Vote Necessary to Approve Proposal 1

        If a quorum is present at the meeting, directors are elected by a plurality of votes (i.e., the five candidates receiving the highest number of votes will be elected to the Board of Directors). You may vote for all of the nominees as directors or withhold your vote from any or all of the nominees as directors. The Board of Directors unanimously recommends a vote FOR all the nominees listed above, and proxies solicited by the Board of Directors will be so voted in the absence of instructions to the contrary.


PROPOSAL FOR
APPROVAL OF EXECUTIVE COMPENSATION

(Proposal 2 on Proxy Card)

        The recently enacted Dodd-Frank Wall Street Reform and Consumer Protection Act of 2010, or the Dodd-Frank Act, enables our shareholders to vote to approve, on an advisory (non-binding) basis, the compensation of our named executive officers as disclosed in this proxy statement in accordance with the rules of the SEC and commonly referred to as "Say-On-Pay."

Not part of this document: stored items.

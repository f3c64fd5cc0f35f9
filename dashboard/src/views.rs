//! Terminal rendering of the dashboard views. Purely presentational.

use alloy::primitives::U256;
use shared::{
    format_base_units, CollateralInfo, DashboardSnapshot, PendingMintRequest,
    ProtocolHealthSnapshot, TransactionPage, STABLECOIN_DECIMALS,
};

// Backend amounts are base-unit decimal strings; show them in human units.
fn human_units(raw: &str, decimals: u8) -> String {
    match U256::from_str_radix(raw, 10) {
        Ok(value) => format_base_units(value, decimals),
        Err(_) => raw.to_string(),
    }
}

pub fn render_overview(
    health: &ProtocolHealthSnapshot,
    collaterals: &[(CollateralInfo, Option<f64>)],
) {
    println!("Protocol status: {}{}", health.status, if health.paused { " (PAUSED)" } else { "" });
    println!("Total collateral: ${:.2}", health.total_collateral_usd);
    println!("Total debt:       ${:.2}", health.total_debt_usd);
    match health.global_collateral_ratio {
        Some(ratio) => println!("Global ratio:     {:.1}%", ratio),
        None => println!("Global ratio:     n/a"),
    }
    println!();
    println!("{:<8} {:<28} {:>10} {:>14}", "SYMBOL", "NAME", "DECIMALS", "PRICE (USD)");
    for (collateral, price) in collaterals {
        let price = match price {
            Some(p) => format!("{:.4}", p),
            None => "-".to_string(),
        };
        println!(
            "{:<8} {:<28} {:>10} {:>14}",
            collateral.symbol, collateral.name, collateral.decimals, price
        );
    }
}

pub fn render_position(collateral: &CollateralInfo, snapshot: &DashboardSnapshot) {
    let position = &snapshot.position;
    println!("Position - {} ({})", collateral.symbol, collateral.address);
    println!(
        "  Deposited:  {} {}",
        human_units(&position.collateral_deposited, collateral.decimals),
        collateral.symbol
    );
    println!("  Debt:       {}", human_units(&position.debt_minted, STABLECOIN_DECIMALS));
    println!("  Value:      ${:.2} collateral / ${:.2} debt",
        position.collateral_value_usd, position.debt_value_usd);
    match position.collateral_ratio {
        Some(ratio) => println!(
            "  Ratio:      {:.1}% (liquidation below {:.1}%)",
            ratio, position.liquidation_threshold
        ),
        None => println!("  Ratio:      n/a (no debt minted)"),
    }

    let oracle = &snapshot.oracle;
    println!(
        "  Oracle:     ${:.4}{} (as of {})",
        oracle.price_usd,
        if oracle.stale { " STALE" } else { "" },
        oracle.updated_at
    );

    let mint = &snapshot.mint_status;
    println!(
        "  Auto-mint:  {}{}",
        if mint.eligible { "eligible" } else { "not eligible" },
        match mint.next_eligible_at {
            Some(at) if !mint.eligible => format!(" (next window {})", at),
            _ => String::new(),
        }
    );
}

pub fn render_history(page: &TransactionPage) {
    println!(
        "Transactions - page {} ({} of {} total)",
        page.page,
        page.items.len(),
        page.total
    );
    println!("{:<10} {:<12} {:>20} {:<10} {}", "ID", "TYPE", "AMOUNT", "STATUS", "TX HASH");
    for tx in &page.items {
        println!(
            "{:<10} {:<12} {:>20} {:<10} {}",
            tx.id, tx.tx_type, tx.amount, tx.status, tx.tx_hash
        );
    }
    if page.has_more() {
        println!("... more available (--page {})", page.page + 1);
    }
}

pub fn render_pending_mints(requests: &[PendingMintRequest]) {
    if requests.is_empty() {
        println!("No pending auto-mint requests");
        return;
    }
    println!("{:<10} {:<44} {:<44} {}", "ID", "ACCOUNT", "COLLATERAL", "REQUESTED");
    for request in requests {
        println!(
            "{:<10} {:<44} {:<44} {}",
            request.id, request.account, request.collateral, request.requested_at
        );
    }
}
// ============================================================================
// Fixtures
// ============================================================================

const VAULT: Address = Address::repeat_byte(0x11);
const STABLECOIN: Address = Address::repeat_byte(0x22);
const ACCOUNT: Address = Address::repeat_byte(0x33);
const WETH: Address = Address::repeat_byte(0xAA);

fn weth(decimals: u8) -> CollateralInfo {
    CollateralInfo {
        address: WETH,
        symbol: "WETH".to_string(),
        name: "Wrapped Ether".to_string(),
        decimals,
    }
}

fn request(kind: ActionKind, amount: Option<&str>) -> ActionRequest {
    ActionRequest {
        kind,
        collateral: weth(6),
        amount: amount.map(str::to_string),
    }
}

fn hash(byte: u8) -> TxHash {
    TxHash::repeat_byte(byte)
}

fn connected_gateway() -> MockChainGateway {
    let mut gateway = MockChainGateway::new();
    gateway.expect_account().return_const(Some(ACCOUNT));
    gateway
}

fn workflow(
    gateway: MockChainGateway,
    validator: MockAutoMintValidator,
    refresher: MockSnapshotRefresher,
) -> TxWorkflow {
    TxWorkflow::new(
        Arc::new(gateway),
        Arc::new(validator),
        Arc::new(refresher),
        VAULT,
        STABLECOIN,
    )
}

fn silent_refresher() -> MockSnapshotRefresher {
    MockSnapshotRefresher::new()
}

fn refresher_expecting_one_refresh() -> MockSnapshotRefresher {
    let mut refresher = MockSnapshotRefresher::new();
    refresher.expect_refresh().times(1).returning(|_| ());
    refresher
}

// ============================================================================
// Validation failures stay local
// ============================================================================

#[cfg(test)]
mod validation {
    use super::*;

    #[tokio::test]
    async fn zero_amount_deposit_is_rejected_without_any_call() {
        let wf = workflow(
            connected_gateway(),
            MockAutoMintValidator::new(),
            silent_refresher(),
        );

        let result = wf.submit(request(ActionKind::Deposit, Some("0"))).await;

        assert!(matches!(result, Err(WorkflowError::InvalidAmount)));
        assert_eq!(wf.phase_trace(), vec![Phase::Validating, Phase::Failed]);
    }

    #[tokio::test]
    async fn non_numeric_amount_is_rejected_without_any_call() {
        let wf = workflow(
            connected_gateway(),
            MockAutoMintValidator::new(),
            silent_refresher(),
        );

        for bad in ["abc", "1e5", "-3", ""] {
            let result = wf.submit(request(ActionKind::Mint, Some(bad))).await;
            assert!(
                matches!(result, Err(WorkflowError::InvalidAmount)),
                "amount {:?} should be invalid",
                bad
            );
        }
    }

    #[tokio::test]
    async fn missing_amount_is_rejected_for_amount_taking_kinds() {
        let wf = workflow(
            connected_gateway(),
            MockAutoMintValidator::new(),
            silent_refresher(),
        );

        let result = wf.submit(request(ActionKind::Withdraw, None)).await;

        assert!(matches!(result, Err(WorkflowError::InvalidAmount)));
    }

    #[tokio::test]
    async fn missing_signer_fails_with_no_wallet() {
        let mut gateway = MockChainGateway::new();
        gateway.expect_account().returning(|| None);
        let wf = workflow(gateway, MockAutoMintValidator::new(), silent_refresher());

        let result = wf.submit(request(ActionKind::Deposit, Some("10"))).await;

        assert!(matches!(result, Err(WorkflowError::NoWallet)));
        assert_eq!(wf.phase_trace(), vec![Phase::Validating, Phase::Failed]);
    }
}

// ============================================================================
// Pre-flight balance checks
// ============================================================================

#[cfg(test)]
mod preflight {
    use super::*;

    #[tokio::test]
    async fn deposit_with_short_balance_issues_no_state_changing_call() {
        let mut gateway = connected_gateway();
        // 100 requested, 50 held; no approve/deposit expectations set, so
        // any submission would panic the mock.
        gateway
            .expect_token_balance()
            .withf(|token, owner| *token == WETH && *owner == ACCOUNT)
            .times(1)
            .returning(|_, _| Ok(U256::from(50_000_000u64)));

        let wf = workflow(gateway, MockAutoMintValidator::new(), silent_refresher());
        let result = wf.submit(request(ActionKind::Deposit, Some("100"))).await;

        assert!(matches!(result, Err(WorkflowError::InsufficientBalance)));
        assert_eq!(wf.phase_trace(), vec![Phase::Validating, Phase::Failed]);
    }

    #[tokio::test]
    async fn repay_checks_the_stablecoin_balance_not_the_collateral() {
        let mut gateway = connected_gateway();
        gateway
            .expect_token_balance()
            .withf(|token, owner| *token == STABLECOIN && *owner == ACCOUNT)
            .times(1)
            .returning(|_, _| Ok(U256::from(1u64)));

        let wf = workflow(gateway, MockAutoMintValidator::new(), silent_refresher());
        let result = wf.submit(request(ActionKind::Repay, Some("25"))).await;

        assert!(matches!(result, Err(WorkflowError::InsufficientBalance)));
    }
}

        As described more fully under the heading "COMPENSATION OF DIRECTORS AND EXECUTIVE OFFICERS—Compensation Discussion and Analysis" in this proxy statement, our executive compensation programs are designed to attract, motivate and retain our named executive officers who are critical to our success. The programs are designed to align the interest of our named executive officers with our shareholders and to fairly reward them for creating shareholder value and achieving our business objectives. We believe that the various elements of our executive compensation program work together to promote our goal of ensuring that total compensation should be related to our company performance and individual performance.

        Shareholders are urged to read the "Compensation Discussion & Analysis" section of this proxy statement, beginning on page 12, which discusses how our executive compensation policies implement our compensation philosophy, and the Summary Compensation Table section of this proxy statement, which includes tabular and narrative information about the compensation of our named executive officers. This discussion includes information about fiscal 2010 compensation of our named executive officers and our executive compensation programs. The Compensation Committee and our Board of Directors believes that these policies are effective in implementing our compensation philosophy and in achieving its goals.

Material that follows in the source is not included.